ARTICLES OF ASSOCIATION OF TIMBER HAWK OWNERS ASSOCIATION, INC.
I. Name
The name of the Corporation shall be Timber Hawk Owners Association, Inc.
II. Association The Corporation is a nonprofit, nonstock membership corporation organized under the Vermont Nonprofit Corporation Act, and is the Association of Owners contemplated by Section 12 of the Timber Hawk Protective Covenants dated April 7, 1976, recorded in Book 34, Page 442 of the Stockbridge Land Records (herein the Protective Covenants).
III. Membership Membership in the Corporation shall be defined in the By-Laws and shall consist of all the owners and co-owners of lots subject to the Protective Covenants and as such required to accept membership in the Corporation, including persons purchasing such lots under contract and in whom title will not vest until payment shall have been made as therein provided; however, excluding from membership a person or persons whose sole interest in any lots is a security interest therein arising out of the ownership of a mortgage or other lien thereon.
"Lots" are more particularly described as all and the same numbered building lots delineated on a plan entitled "Timber Hawk at River Bend Master Plan". dated November 30, 1976, filed in Map Book I at Page 30 of the Stockbridge Land Records and a plan entitled "Timber Hawk at River Bend Site Plan", dated November 30, 1976, filed in Map Book I at Page 31 of the Stockbridge Land Records, and amendments to said plans.
By majority vote of the members voting at any annual or special meeting called for that purpose, the membership may be increased to include the owners and co-owners of lots on a plan entitled "West Wind Site Plan", dated May 18, 1978, filed in Map Book I at Page 43-A of the Stockbridge Land Records, and amendments to said plan.
IV. Duration The period of duration shall be perpetual.

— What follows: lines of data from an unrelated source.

//! Sidebar navigation and pagination.
//!
//! Built once from a [`DocsRepository`]; pages keep their section order and
//! pagination walks the flattened list of every section's pages.

use std::collections::HashMap;

use serde::Serialize;

use crate::error::GraphError;
use crate::model::RuntimeDocNode;
use crate::repository::DocsRepository;

/// A page as listed in the sidebar.
#[derive(Debug, Clone, PartialEq, Eq, Serialize)]
#[serde(rename_all = "camelCase")]
pub struct DocsPage {
    /// Route relative to the section base path.
    pub slug: String,
    pub content_slug: String,
    /// Sidebar label.
    pub title: String,
    pub page_title: String,
    pub category: String,
    pub route_path: String,
    pub source_path: String,
}

#[derive(Debug, Clone, PartialEq, Eq, Serialize)]
#[serde(rename_all = "camelCase")]
pub struct DocsSection {
    pub id: String,
    pub title: String,
    pub base_path: String,
    pub is_page_anchor: bool,
    pub icon: String,
    pub order: i64,
    pub pages: Vec<DocsPage>,
}

/// Page fields sent to the browser.
#[derive(Debug, Clone, PartialEq, Eq, Serialize)]
#[serde(rename_all = "camelCase")]
pub struct ClientDocsPage {
    pub title: String,
    pub category: String,
    pub route_path: String,
}

#[derive(Debug, Clone, PartialEq, Eq, Serialize)]
#[serde(rename_all = "camelCase")]
pub struct ClientDocsSection {
    pub id: String,
    pub title: String,
    pub base_path: String,
    pub is_page_anchor: bool,
    pub icon: String,
    pub order: i64,
    pub pages: Vec<ClientDocsPage>,
}

#[derive(Debug, Clone, PartialEq, Eq, Serialize)]
#[serde(rename_all = "camelCase")]
pub struct PaginationLink {
    pub route_path: String,
    pub title: String,
    pub section_id: String,
    pub section_title: String,
    pub section_icon: String,
}

#[derive(Debug, Clone, Default, PartialEq, Eq, Serialize)]
pub struct Pagination {
    pub prev: Option<PaginationLink>,
    pub next: Option<PaginationLink>,
}

/// Everything a page view needs.
#[derive(Debug, Clone, PartialEq, Eq, Serialize)]
#[serde(rename_all = "camelCase")]
pub struct RouteData<'a> {
    pub id: &'a str,
    pub slug: &'a str,
    pub route_path: &'a str,
    pub entry: &'a RuntimeDocNode,
    pub section: &'a DocsSection,
    pub page: &'a DocsPage,
    pub headings: &'a [dg_markdown::TocHeading],
    pub title: &'a str,
    pub edit_url: &'a str,
    pub pagination: Pagination,
}

/// Position of a route in the navigation.
#[derive(Debug, Clone, Copy)]
struct PageIndex {
    section: usize,
    page: usize,
    flat: usize,
}

/// Sidebar tree with route lookup and pagination.
#[derive(Debug)]
pub struct Navigation {
    sections: Vec<DocsSection>,
    by_route: HashMap<String, PageIndex>,
    ordered: Vec<PaginationLink>,
}

impl Navigation {
    /// Build navigation for every section of the repository's graph.
    ///
    /// # Errors
    ///
    /// Fails if a section lists a route that does not start with its base
    /// path.
    pub fn build(repository: &DocsRepository) -> Result<Self, GraphError> {
        let mut sections = Vec::new();
        for section in &repository.graph().sections {
            let mut pages = Vec::with_capacity(section.pages.len());
            for route_path in &section.pages {
                let doc = repository.lookup_by_route(route_path).ok_or_else(|| {
                    GraphError::config(format!("Missing doc for route '{route_path}'"))
                })?;
                pages.push(DocsPage {
                    slug: route_slug(route_path, &section.base_path)?.to_owned(),
                    content_slug: doc.content_slug.clone(),
                    title: doc.sidebar_label.clone(),
                    page_title: doc.title.clone(),
                    category: doc.category.clone(),
                    route_path: doc.route_path.clone(),
                    source_path: doc.source_path.clone(),
                });
            }
            sections.push(DocsSection {
                id: section.id.clone(),
                title: section.title.clone(),
                base_path: section.base_path.clone(),
                is_page_anchor: section.is_page_anchor,
                icon: section.icon.clone(),
                order: section.order,
                pages,
            });
        }

        let mut by_route = HashMap::new();
        let mut ordered = Vec::new();
        for (section_idx, section) in sections.iter().enumerate() {
            for (page_idx, page) in section.pages.iter().enumerate() {
                by_route.insert(
                    page.route_path.clone(),
                    PageIndex {
                        section: section_idx,
                        page: page_idx,
                        flat: ordered.len(),
                    },
                );
                ordered.push(PaginationLink {
                    route_path: page.route_path.clone(),
                    title: page.title.clone(),
                    section_id: section.id.clone(),
                    section_title: section.title.clone(),
                    section_icon: section.icon.clone(),
                });
            }
        }

        Ok(Self {
            sections,
            by_route,
            ordered,
        })
    }

    #[must_use]
    pub fn sections(&self) -> &[DocsSection] {
        &self.sections
    }

    /// Section and page for a route.
    #[must_use]
    pub fn page_info(&self, route_path: &str) -> Option<(&DocsSection, &DocsPage)> {
        let idx = self.by_route.get(route_path)?;
        let section = &self.sections[idx.section];
        Some((section, &section.pages[idx.page]))
    }

    /// Previous and next pages across all sections.
    ///
    /// Unknown routes have neither.
    #[must_use]
    pub fn pagination(&self, route_path: &str) -> Pagination {
        let Some(idx) = self.by_route.get(route_path) else {
            return Pagination::default();
        };
        Pagination {
            prev: idx
                .flat
                .checked_sub(1)
                .and_then(|i| self.ordered.get(i))
                .cloned(),
            next: self.ordered.get(idx.flat + 1).cloned(),
        }
    }

    /// Navigation without source paths, for the browser.
    #[must_use]
    pub fn client_sections(&self) -> Vec<ClientDocsSection> {
        self.sections
            .iter()
            .map(|section| ClientDocsSection {
                id: section.id.clone(),
                title: section.title.clone(),
                base_path: section.base_path.clone(),
                is_page_anchor: section.is_page_anchor,
                icon: section.icon.clone(),
                order: section.order,
                pages: section
                    .pages
                    .iter()
                    .map(|page| ClientDocsPage {
                        title: page.title.clone(),
                        category: page.category.clone(),
                        route_path: page.route_path.clone(),
                    })
                    .collect(),
            })
            .collect()
    }

    /// Page view data for a route.
    ///
    /// # Errors
    ///
    /// Fails if the navigation names a source the repository does not know.
    pub fn route_data<'a>(
        &'a self,
        repository: &'a DocsRepository,
        route_path: &'a str,
    ) -> Result<Option<RouteData<'a>>, GraphError> {
        let Some((section, page)) = self.page_info(route_path) else {
            return Ok(None);
        };
        let entry = repository.lookup_by_source(&page.source_path).ok_or_else(|| {
            GraphError::config(format!(
                "Missing docs graph entry for {}",
                page.source_path
            ))
        })?;

        Ok(Some(RouteData {
            id: &entry.source_path,
            slug: route_path.strip_prefix('/').unwrap_or(route_path),
            route_path,
            entry,
            section,
            page,
            headings: &entry.headings,
            title: &entry.title,
            edit_url: &entry.edit_url,
            pagination: self.pagination(route_path),
        }))
    }
}

/// Route relative to a section base path.
fn route_slug<'a>(route_path: &'a str, base_path: &str) -> Result<&'a str, GraphError> {
    if base_path.is_empty() {
        return Ok(route_path.strip_prefix('/').unwrap_or(route_path));
    }
    route_path
        .strip_prefix('/')
        .and_then(|rest| rest.strip_prefix(base_path))
        .and_then(|rest| rest.strip_prefix('/'))
        .ok_or_else(|| {
            GraphError::config(format!(
                "Route '{route_path}' does not match section base path '{base_path}'"
            ))
        })
}
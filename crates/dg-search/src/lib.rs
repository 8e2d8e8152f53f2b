//! Full-text search for docsgraph.
//!
//! Flattens a [`DocsGraph`](dg_graph::DocsGraph) into [`SearchRecord`]s (one
//! per page section) and indexes them into a serializable [`SearchIndex`]
//! with field boosts, prefix matching and typo tolerance.
//!
//! # Example
//!
//! ```ignore
//! use dg_search::{SearchIndex, SearchOptions};
//!
//! let index = SearchIndex::from_graph(&graph, SearchOptions::default());
//! std::fs::write("search-index.json", index.to_json()?)?;
//!
//! for hit in index.search("install plugin") {
//!     println!("{} ({:.2})", hit.record.title, hit.score);
//! }
//! ```

mod index;
mod record;
mod snippet;

pub use index::{
    CombineWith, Field, FieldBoost, Posting, SearchHit, SearchIndex, SearchOptions, tokenize,
};
pub use record::{SearchRecord, build_records};
pub use snippet::{highlight_match, snippet};
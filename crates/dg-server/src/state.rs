//! Application state.
//!
//! A read-only snapshot of the generated artifacts shared by all handlers.

use std::path::{Path, PathBuf};

use dg_graph::{DocsRepository, Navigation, RuntimeDocsGraph};
use serde::de::DeserializeOwned;

use crate::error::ServerError;
use crate::{RUNTIME_GRAPH_FILENAME, SEARCH_INDEX_FILENAME, SITE_PUBLIC_FILENAME};

/// Application state shared across all handlers.
#[derive(Debug)]
pub(crate) struct AppState {
    pub(crate) repository: DocsRepository,
    pub(crate) navigation: Navigation,
    /// Serialized search index, served as-is.
    pub(crate) search_index: Option<String>,
    pub(crate) site_public: Option<serde_json::Value>,
}

impl AppState {
    pub(crate) fn new(
        graph: RuntimeDocsGraph,
        search_index: Option<String>,
        site_public: Option<serde_json::Value>,
    ) -> Result<Self, ServerError> {
        let repository = DocsRepository::new(graph)?;
        let navigation = Navigation::build(&repository)?;
        Ok(Self {
            repository,
            navigation,
            search_index,
            site_public,
        })
    }

    /// Load the artifacts written by `dg generate` from `output_dir`.
    ///
    /// The runtime graph is required. The search index and the public site
    /// config are optional.
    pub(crate) fn load(output_dir: &Path) -> Result<Self, ServerError> {
        let graph_path = output_dir.join(RUNTIME_GRAPH_FILENAME);
        let graph: RuntimeDocsGraph = read_json(&graph_path)?
            .ok_or_else(|| ServerError::ArtifactNotFound(graph_path.clone()))?;

        let search_index = read_optional(&output_dir.join(SEARCH_INDEX_FILENAME))?;
        if search_index.is_none() {
            tracing::warn!(output_dir = %output_dir.display(), "Search index not generated");
        }
        let site_public = read_json(&output_dir.join(SITE_PUBLIC_FILENAME))?;

        let state = Self::new(graph, search_index, site_public)?;
        tracing::info!(
            document_count = state.repository.graph().docs.len(),
            section_count = state.navigation.sections().len(),
            "Loaded docs graph"
        );
        Ok(state)
    }
}

fn read_optional(path: &Path) -> Result<Option<String>, ServerError> {
    match std::fs::read_to_string(path) {
        Ok(content) => Ok(Some(content)),
        Err(e) if e.kind() == std::io::ErrorKind::NotFound => Ok(None),
        Err(e) => Err(e.into()),
    }
}

fn read_json<T: DeserializeOwned>(path: &Path) -> Result<Option<T>, ServerError> {
    let Some(content) = read_optional(path)? else {
        return Ok(None);
    };
    serde_json::from_str(&content)
        .map(Some)
        .map_err(|source| ServerError::InvalidArtifact {
            path: PathBuf::from(path),
            source,
        })
}
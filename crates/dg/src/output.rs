//! Colored terminal output utilities.

use console::{Style, Term};

/// Terminal output formatter writing to stderr.
pub(crate) struct Output {
    term: Term,
    green: Style,
    yellow: Style,
    red: Style,
    cyan_bold: Style,
    dim: Style,
}

impl Output {
    #[must_use]
    pub(crate) fn new() -> Self {
        Self {
            term: Term::stderr(),
            green: Style::new().green(),
            yellow: Style::new().yellow(),
            red: Style::new().red(),
            cyan_bold: Style::new().cyan().bold(),
            dim: Style::new().dim(),
        }
    }

    pub(crate) fn info(&self, msg: &str) {
        let _ = self.term.write_line(msg);
    }

    /// Print a success message (green).
    pub(crate) fn success(&self, msg: &str) {
        let _ = self.term.write_line(&self.green.apply_to(msg).to_string());
    }

    /// Print a warning message (yellow).
    pub(crate) fn warning(&self, msg: &str) {
        let _ = self.term.write_line(&self.yellow.apply_to(msg).to_string());
    }

    /// Print an error message (red).
    pub(crate) fn error(&self, msg: &str) {
        let _ = self.term.write_line(&self.red.apply_to(msg).to_string());
    }

    /// Print a highlighted message (cyan bold).
    pub(crate) fn highlight(&self, msg: &str) {
        let _ = self
            .term
            .write_line(&self.cyan_bold.apply_to(msg).to_string());
    }

    /// Print secondary detail (dim).
    pub(crate) fn detail(&self, msg: &str) {
        let _ = self.term.write_line(&self.dim.apply_to(msg).to_string());
    }
}
//! Mock storage implementation for testing.
//!
//! Provides [`MockStorage`] for unit testing without filesystem access.

use std::collections::{BTreeMap, BTreeSet, HashMap};
use std::sync::RwLock;

use crate::storage::{ImageDimensions, ScanResult, Storage, StorageError, is_markdown_path};

const BACKEND: &str = "Mock";

/// Mock storage for testing.
///
/// Stores files in memory. Use the builder methods to configure the mock
/// with test data.
///
/// # Example
///
/// ```ignore
/// use dg_storage::{MockStorage, Storage};
///
/// let storage = MockStorage::new()
///     .with_file("intro.md", "# Intro\n\nContent.")
///     .with_image("logo.png", 64, 32);
///
/// let scan = storage.scan().unwrap();
/// let content = storage.read("intro.md").unwrap();
/// ```
#[derive(Debug, Default)]
pub struct MockStorage {
    files: RwLock<BTreeMap<String, String>>,
    assets: RwLock<BTreeSet<String>>,
    dimensions: RwLock<HashMap<String, ImageDimensions>>,
}

impl MockStorage {
    /// Create a new empty mock storage.
    #[must_use]
    pub fn new() -> Self {
        Self::default()
    }

    /// Add a file with content.
    ///
    /// Markdown paths become sources; any other path is listed as an asset.
    ///
    /// # Panics
    ///
    /// Panics if the internal lock is poisoned.
    #[must_use]
    pub fn with_file(self, path: impl Into<String>, content: impl Into<String>) -> Self {
        self.files
            .write()
            .unwrap()
            .insert(path.into(), content.into());
        self
    }

    /// Add an asset without content or known dimensions.
    ///
    /// # Panics
    ///
    /// Panics if the internal lock is poisoned.
    #[must_use]
    pub fn with_asset(self, path: impl Into<String>) -> Self {
        self.assets.write().unwrap().insert(path.into());
        self
    }

    /// Add an image asset with known dimensions.
    ///
    /// # Panics
    ///
    /// Panics if the internal lock is poisoned.
    #[must_use]
    pub fn with_image(self, path: impl Into<String>, width: u32, height: u32) -> Self {
        let path = path.into();
        self.dimensions
            .write()
            .unwrap()
            .insert(path.clone(), ImageDimensions { width, height });
        self.assets.write().unwrap().insert(path);
        self
    }
}

impl Storage for MockStorage {
    fn scan(&self) -> Result<ScanResult, StorageError> {
        let files = self.files.read().unwrap();
        let mut assets = self.assets.read().unwrap().clone();

        let mut documents = Vec::new();
        for path in files.keys() {
            if is_markdown_path(path) {
                documents.push(path.clone());
            } else {
                assets.insert(path.clone());
            }
        }

        Ok(ScanResult {
            documents,
            assets: assets.into_iter().collect(),
        })
    }

    fn read(&self, path: &str) -> Result<String, StorageError> {
        self.files
            .read()
            .unwrap()
            .get(path)
            .cloned()
            .ok_or_else(|| StorageError::not_found(path).with_backend(BACKEND))
    }

    fn exists(&self, path: &str) -> bool {
        self.files.read().unwrap().contains_key(path)
            || self.assets.read().unwrap().contains(path)
    }

    fn image_dimensions(&self, path: &str) -> Option<ImageDimensions> {
        self.dimensions.read().unwrap().get(path).copied()
    }
}

#[cfg(test)]
mod tests {
    use pretty_assertions::assert_eq;

    use super::*;
    use crate::storage::StorageErrorKind;

    #[test]
    fn test_scan_splits_sources_and_assets() {
        let storage = MockStorage::new()
            .with_file("b.md", "# B")
            .with_file("a.md", "# A")
            .with_file("notes.txt", "text")
            .with_image("img/logo.png", 10, 20)
            .with_asset("file.pdf");

        let scan = storage.scan().unwrap();

        assert_eq!(scan.documents, vec!["a.md", "b.md"]);
        assert_eq!(scan.assets, vec!["file.pdf", "img/logo.png", "notes.txt"]);
    }

    #[test]
    fn test_read_and_exists() {
        let storage = MockStorage::new()
            .with_file("a.md", "# A")
            .with_asset("logo.svg");

        assert_eq!(storage.read("a.md").unwrap(), "# A");
        assert!(storage.exists("a.md"));
        assert!(storage.exists("logo.svg"));
        assert!(!storage.exists("b.md"));

        let err = storage.read("b.md").unwrap_err();
        assert_eq!(err.kind, StorageErrorKind::NotFound);
        assert_eq!(err.backend, Some("Mock"));
    }

    #[test]
    fn test_image_dimensions() {
        let storage = MockStorage::new()
            .with_image("logo.png", 64, 32)
            .with_asset("plain.bin");

        assert_eq!(
            storage.image_dimensions("logo.png"),
            Some(ImageDimensions {
                width: 64,
                height: 32
            })
        );
        assert_eq!(storage.image_dimensions("plain.bin"), None);
    }
}
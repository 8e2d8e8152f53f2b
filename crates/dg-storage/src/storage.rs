//! Storage trait and error types.
//!
//! Provides the core [`Storage`] trait for abstracting source discovery and
//! retrieval, along with [`StorageError`] for unified error handling across
//! backends.
//!
//! # Path Convention
//!
//! All path parameters and returned paths are **docs-root-relative POSIX
//! paths** (`"intro.md"`, `"patcher/guide.md"`, `"assets/logo.png"`), never
//! absolute filesystem paths. Backends map them to their own layout.

use std::path::PathBuf;

use serde::{Deserialize, Serialize};

/// Result of scanning the docs root.
///
/// Both lists are sorted lexicographically and contain docs-root-relative
/// POSIX paths. Hidden entries are never returned.
#[derive(Debug, Default, Clone, PartialEq, Eq)]
pub struct ScanResult {
    /// Markdown sources (files ending in `.md`).
    pub documents: Vec<String>,
    /// Every other file.
    pub assets: Vec<String>,
}

/// Pixel dimensions of an image asset.
#[derive(Debug, Clone, Copy, PartialEq, Eq, Serialize, Deserialize)]
pub struct ImageDimensions {
    pub width: u32,
    pub height: u32,
}

/// Check whether a path names a markdown source.
#[must_use]
pub fn is_markdown_path(path: &str) -> bool {
    path.ends_with(".md")
}

/// Semantic error categories.
#[derive(Debug, PartialEq, Eq)]
#[non_exhaustive]
pub enum StorageErrorKind {
    /// Resource does not exist.
    NotFound,
    /// Permission denied.
    PermissionDenied,
    /// Invalid path, or a path resolving outside the docs root.
    InvalidPath,
    /// Content is not valid UTF-8.
    InvalidData,
    /// Other/unknown error category.
    Other,
}

/// Storage error with semantic kind and backend-specific source.
#[derive(Debug)]
pub struct StorageError {
    /// Semantic error category.
    pub kind: StorageErrorKind,
    /// Path context (if applicable).
    pub path: Option<PathBuf>,
    /// Backend identifier (e.g., "Fs", "Mock").
    pub backend: Option<&'static str>,
    source: Option<Box<dyn std::error::Error + Send + Sync>>,
}

impl StorageError {
    /// Create a new storage error.
    #[must_use]
    pub fn new(kind: StorageErrorKind) -> Self {
        Self {
            kind,
            path: None,
            backend: None,
            source: None,
        }
    }

    /// Attach path context.
    #[must_use]
    pub fn with_path(mut self, path: impl Into<PathBuf>) -> Self {
        self.path = Some(path.into());
        self
    }

    /// Attach backend identifier.
    #[must_use]
    pub fn with_backend(mut self, backend: &'static str) -> Self {
        self.backend = Some(backend);
        self
    }

    /// Attach the underlying error source.
    #[must_use]
    pub fn with_source(mut self, source: impl std::error::Error + Send + Sync + 'static) -> Self {
        self.source = Some(Box::new(source));
        self
    }

    /// Create a not found error with path.
    #[must_use]
    pub fn not_found(path: impl Into<PathBuf>) -> Self {
        Self::new(StorageErrorKind::NotFound).with_path(path)
    }

    /// Create an invalid path error with path.
    #[must_use]
    pub fn invalid_path(path: impl Into<PathBuf>) -> Self {
        Self::new(StorageErrorKind::InvalidPath).with_path(path)
    }

    /// Create a storage error from an I/O error.
    #[must_use]
    pub fn io(err: std::io::Error, path: Option<PathBuf>) -> Self {
        let kind = match err.kind() {
            std::io::ErrorKind::NotFound => StorageErrorKind::NotFound,
            std::io::ErrorKind::PermissionDenied => StorageErrorKind::PermissionDenied,
            std::io::ErrorKind::InvalidData => StorageErrorKind::InvalidData,
            _ => StorageErrorKind::Other,
        };
        let mut error = Self::new(kind).with_source(err);
        if let Some(p) = path {
            error = error.with_path(p);
        }
        error
    }
}

impl std::fmt::Display for StorageError {
    fn fmt(&self, f: &mut std::fmt::Formatter<'_>) -> std::fmt::Result {
        // Format: "[Backend] Kind: message (path: /foo/bar)"
        if let Some(backend) = self.backend {
            write!(f, "[{backend}] ")?;
        }

        let kind_str = match self.kind {
            StorageErrorKind::NotFound => "Not found",
            StorageErrorKind::PermissionDenied => "Permission denied",
            StorageErrorKind::InvalidPath => "Invalid path",
            StorageErrorKind::InvalidData => "Invalid data",
            StorageErrorKind::Other => "Error",
        };

        write!(f, "{kind_str}")?;

        if let Some(source) = &self.source {
            write!(f, ": {source}")?;
        }

        if let Some(path) = &self.path {
            write!(f, " (path: {})", path.display())?;
        }

        Ok(())
    }
}

impl std::error::Error for StorageError {
    fn source(&self) -> Option<&(dyn std::error::Error + 'static)> {
        self.source
            .as_ref()
            .map(|s| s.as_ref() as &(dyn std::error::Error + 'static))
    }
}

/// Storage abstraction over a docs root.
///
/// Implementations must only ever expose paths inside the root. Escaping
/// entries (for example symlinks pointing elsewhere) are reported as
/// [`StorageErrorKind::InvalidPath`] rather than silently followed.
pub trait Storage: Send + Sync {
    /// Discover all markdown sources and assets.
    ///
    /// # Errors
    ///
    /// Returns [`StorageError`] if a directory cannot be read or an entry
    /// resolves outside the docs root.
    fn scan(&self) -> Result<ScanResult, StorageError>;

    /// Read a file as UTF-8 text.
    ///
    /// # Arguments
    ///
    /// * `path` - docs-root-relative path (e.g., "patcher/intro.md")
    ///
    /// # Errors
    ///
    /// Returns [`StorageError`] if the file doesn't exist or can't be read.
    fn read(&self, path: &str) -> Result<String, StorageError>;

    /// Check if a file exists at the given path.
    ///
    /// Returns `false` on errors (treats errors as "doesn't exist").
    fn exists(&self, path: &str) -> bool;

    /// Probe pixel dimensions of an image asset.
    ///
    /// Best effort: unknown formats and read failures yield `None`. Default
    /// implementation knows no dimensions.
    fn image_dimensions(&self, _path: &str) -> Option<ImageDimensions> {
        None
    }
}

V. Registered Agent and Office The initial registered agent shall be Alan Hoskins, and the registered office shall be c/o Hawk Mountain Corporation, Pittsfield, VT 05762.
VI. Purposes and Powers The purposes and powers of the Corporation, for the mutual and common benefit of its members, shall be: (A) To acquire ownership of the Common Lands referred to in Section 11 of the Protective Covenants and to acquire ownership of other lands for similar purposes; (B) To maintain and operate acquired lands in the condition that they are in at the time of acquisition thereof; (C) To develop, improve, operate and maintain acquired lands for recreational, cultural, social and other activities for the mutual and common benefit of the members and for the enhancement of living conditions in the development of which the said lots described in Article III are a part; (D) To acquire, develop, maintain and operate a water system or systems for the benefit of some or all of the members, and to apportion the total costs among the members served thereby;
(E) To acquire, develop, maintain and operate a sewer system or systems for the benefit of some or all of the members, and to apportion the total costs among the members served thereby; (F) To acquire, build, develop, maintain or expand roads and driveways for the benefit of some or all of the members; (G) To erect, develop, maintain and alter improvements of any other kind and nature for the benefit of some or all of the members; (H) To adopt By-Laws, rules and regulations to regulate the activities of its members in the enjoyment and use of such lands, and of others using the lands in the right of any member; (I) To levy, assess and collect annual and special assessments against the members which shall represent that member's pro-rata share of the total operational and capital costs of the Corporation, and to impress a lien against the property and any member who may be in arrears with respect to the payment of any such assessment; and (J) In addition to the powers hereinabove set forth, and not in limitation thereof, the Corporation shall have all and the same general powers now granted nonprofit corporations under the Vermont Nonprofit Corporation Act as the same exists or as it may be amended from time to time.
Notwithstanding anything hereinabove to the contrary, the Corporation shall exercise only such powers as are set forth in Section 501(c) of the Internal Revenue Code of 1954 and amendments thereto (herein the Code) under which the Corporation shall apply for exemption, and shall not exercise such powers as to lands acquired by it under the Protective Covenants in any manner violative of said section.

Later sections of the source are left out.